OK, so here we go again with TIRES, Coker tires specifically…Yeah, I know, I should have gone with the OTHER Vendor (Diamondbacks…) advised by my fine fellow CLC posters…Lessons to be learned here for others as I was smitten by the 10% Hagerty discount on Coker and the overall good impressions of Coker Tire in the Classic market…
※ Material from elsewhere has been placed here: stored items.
//! Signed distance primitives and the gradient estimator
//!
//! Every primitive here is an exact Euclidean SDF (negative inside, zero on the
//! surface) so both the raymarcher and the collision probes can trust the
//! magnitude, not just the sign.

use glam::{Vec2, Vec3};

use crate::math::glsl_sign;

/// Probe epsilon for render-side normals
pub const RENDER_NORMAL_EPS: f32 = 0.01;

/// Signed distance to a sphere centred at the origin
#[inline]
pub fn sd_sphere(p: Vec3, radius: f32) -> f32 {
    p.length() - radius
}

/// Signed distance to an axis-aligned box with half extents `b`
#[inline]
pub fn sd_box(p: Vec3, b: Vec3) -> f32 {
    let q = p.abs() - b;
    q.max(Vec3::ZERO).length() + q.max_element().min(0.0)
}

/// Signed distance to a capsule from `a` to `b`
pub fn sd_capsule(p: Vec3, a: Vec3, b: Vec3, radius: f32) -> f32 {
    let pa = p - a;
    let ba = b - a;
    let len_sq = ba.length_squared();
    let h = if len_sq > 1e-12 {
        (pa.dot(ba) / len_sq).clamp(0.0, 1.0)
    } else {
        0.0
    };
    (pa - ba * h).length() - radius
}

/// Signed distance to a vertical cylinder (half height `h`, radius `r`)
pub fn sd_cylinder(p: Vec3, h: f32, r: f32) -> f32 {
    let d = Vec2::new(Vec2::new(p.x, p.z).length(), p.y).abs() - Vec2::new(r, h);
    d.x.max(d.y).min(0.0) + d.max(Vec2::ZERO).length()
}

/// Signed distance to a torus lying in the XZ plane
#[inline]
pub fn sd_torus(p: Vec3, major: f32, minor: f32) -> f32 {
    let q = Vec2::new(Vec2::new(p.x, p.z).length() - major, p.y);
    q.length() - minor
}

/// Signed distance to a cone between spheres of radius `r1` at `a` and `r2` at `b`
pub fn sd_round_cone(p: Vec3, a: Vec3, b: Vec3, r1: f32, r2: f32) -> f32 {
    let ba = b - a;
    let l2 = ba.dot(ba);
    let rr = r1 - r2;
    let a2 = l2 - rr * rr;
    let il2 = 1.0 / l2;

    let pa = p - a;
    let y = pa.dot(ba);
    let z = y - l2;
    let x2 = (pa * l2 - ba * y).length_squared();
    let y2 = y * y * l2;
    let z2 = z * z * l2;

    let k = glsl_sign(rr) * rr * rr * x2;
    if glsl_sign(z) * a2 * z2 > k {
        return (x2 + z2).sqrt() * il2 - r2;
    }
    if glsl_sign(y) * a2 * y2 < k {
        return (x2 + y2).sqrt() * il2 - r1;
    }
    ((x2 * a2 * il2).sqrt() + y * rr) * il2 - r1
}

/// Rounded union of two distances with blend radius `k` (quadratic kernel)
///
/// Only for organic shapes; collision families use a hard `min`.
#[inline]
pub fn smooth_min(a: f32, b: f32, k: f32) -> f32 {
    let h = (k - (a - b).abs()).max(0.0) / k;
    a.min(b) - h * h * k * 0.25
}

/// Carve `b` out of `a`
#[inline]
pub fn subtract(a: f32, b: f32) -> f32 {
    a.max(-b)
}

/// Twist space around the Y axis; the rotated XZ pair lands in x/y and y moves to z
#[inline]
pub fn twist(p: Vec3, k: f32) -> Vec3 {
    let (s, c) = (k * p.y).sin_cos();
    Vec3::new(c * p.x + s * p.z, -s * p.x + c * p.z, p.y)
}

/// Bend space in the XY plane as x grows
#[inline]
pub fn bend(p: Vec3, k: f32) -> Vec3 {
    let (s, c) = (k * p.x).sin_cos();
    Vec3::new(c * p.x + s * p.y, -s * p.x + c * p.y, p.z)
}

/// Compute SDF gradient (surface normal) using central differences
///
/// Falls back to +Y when the field is flat or not finite around `p`, so callers
/// never see NaN.
pub fn gradient<F>(p: Vec3, eps: f32, sdf: F) -> Vec3
where
    F: Fn(Vec3) -> f32,
{
    let dx = sdf(p + Vec3::new(eps, 0.0, 0.0)) - sdf(p - Vec3::new(eps, 0.0, 0.0));
    let dy = sdf(p + Vec3::new(0.0, eps, 0.0)) - sdf(p - Vec3::new(0.0, eps, 0.0));
    let dz = sdf(p + Vec3::new(0.0, 0.0, eps)) - sdf(p - Vec3::new(0.0, 0.0, eps));
    let g = Vec3::new(dx, dy, dz);
    if !g.is_finite() {
        return Vec3::Y;
    }
    let n = g.normalize_or_zero();
    if n == Vec3::ZERO { Vec3::Y } else { n }
}

/// Result of SDF collision check
#[derive(Debug, Clone)]
pub struct SdfCollision {
    pub hit: bool,
    pub distance: f32,
    pub normal: Vec3,
    pub penetration: f32,
}

impl SdfCollision {
    pub fn miss() -> Self {
        Self {
            hit: false,
            distance: f32::MAX,
            normal: Vec3::ZERO,
            penetration: 0.0,
        }
    }
}

/// Check overlap between a sphere at `pos` and an SDF shape
pub fn check_sdf_collision<F>(pos: Vec3, radius: f32, eps: f32, sdf: F) -> SdfCollision
where
    F: Fn(Vec3) -> f32,
{
    let dist = sdf(pos);

    if dist < radius {
        let normal = gradient(pos, eps, &sdf);
        SdfCollision {
            hit: true,
            distance: dist,
            normal,
            penetration: radius - dist,
        }
    } else {
        SdfCollision::miss()
    }
}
Here goes; Purchased a set of five WWW Coker American Classic 235/70/R15 for the Series 61 in February 2020.  Even bought the extended warranty.  The Coker website said the 235/70/R15 was the proper size for the 1950 Series 61.  Unfortunately, they would not fit in the rear wheel wells, too wide.  Coker arranged for a quick return and five 800R15 American Classic pie crust WWW radials were ordered up and shipped quickly.  They fit well and looked great upon install.  About a month in, the left rear tire whitewall starts going brown.  I order up Coker’s WWW cleaner, use as directed and get some improvement.  Fast forward to cooler fall weather and there is no fixing the growing browning of this whitewall (wheel seals are checked and good, not using any tire dressing, just gentle non-abrasive cleaning with mild soap & h2o coupled with the Coker brand cleaner).  Call Coker in early January, am told this is most likely a defective tire, they will send a call tag for the brown-wall and get me a replacement.  Many calls, emails and the same promises later, I am still out a tire.  Coker said they had stock of the correct tire and the same promises were continually made of sending a call tag for a return and a replacement being sent.  Coker’s communication was prompt and responsive in word only up until last week.  I have been kind, patient and respectful in all of the communication with them up to the present day.  No call tag for the brown-wall, no replacement tire as of today…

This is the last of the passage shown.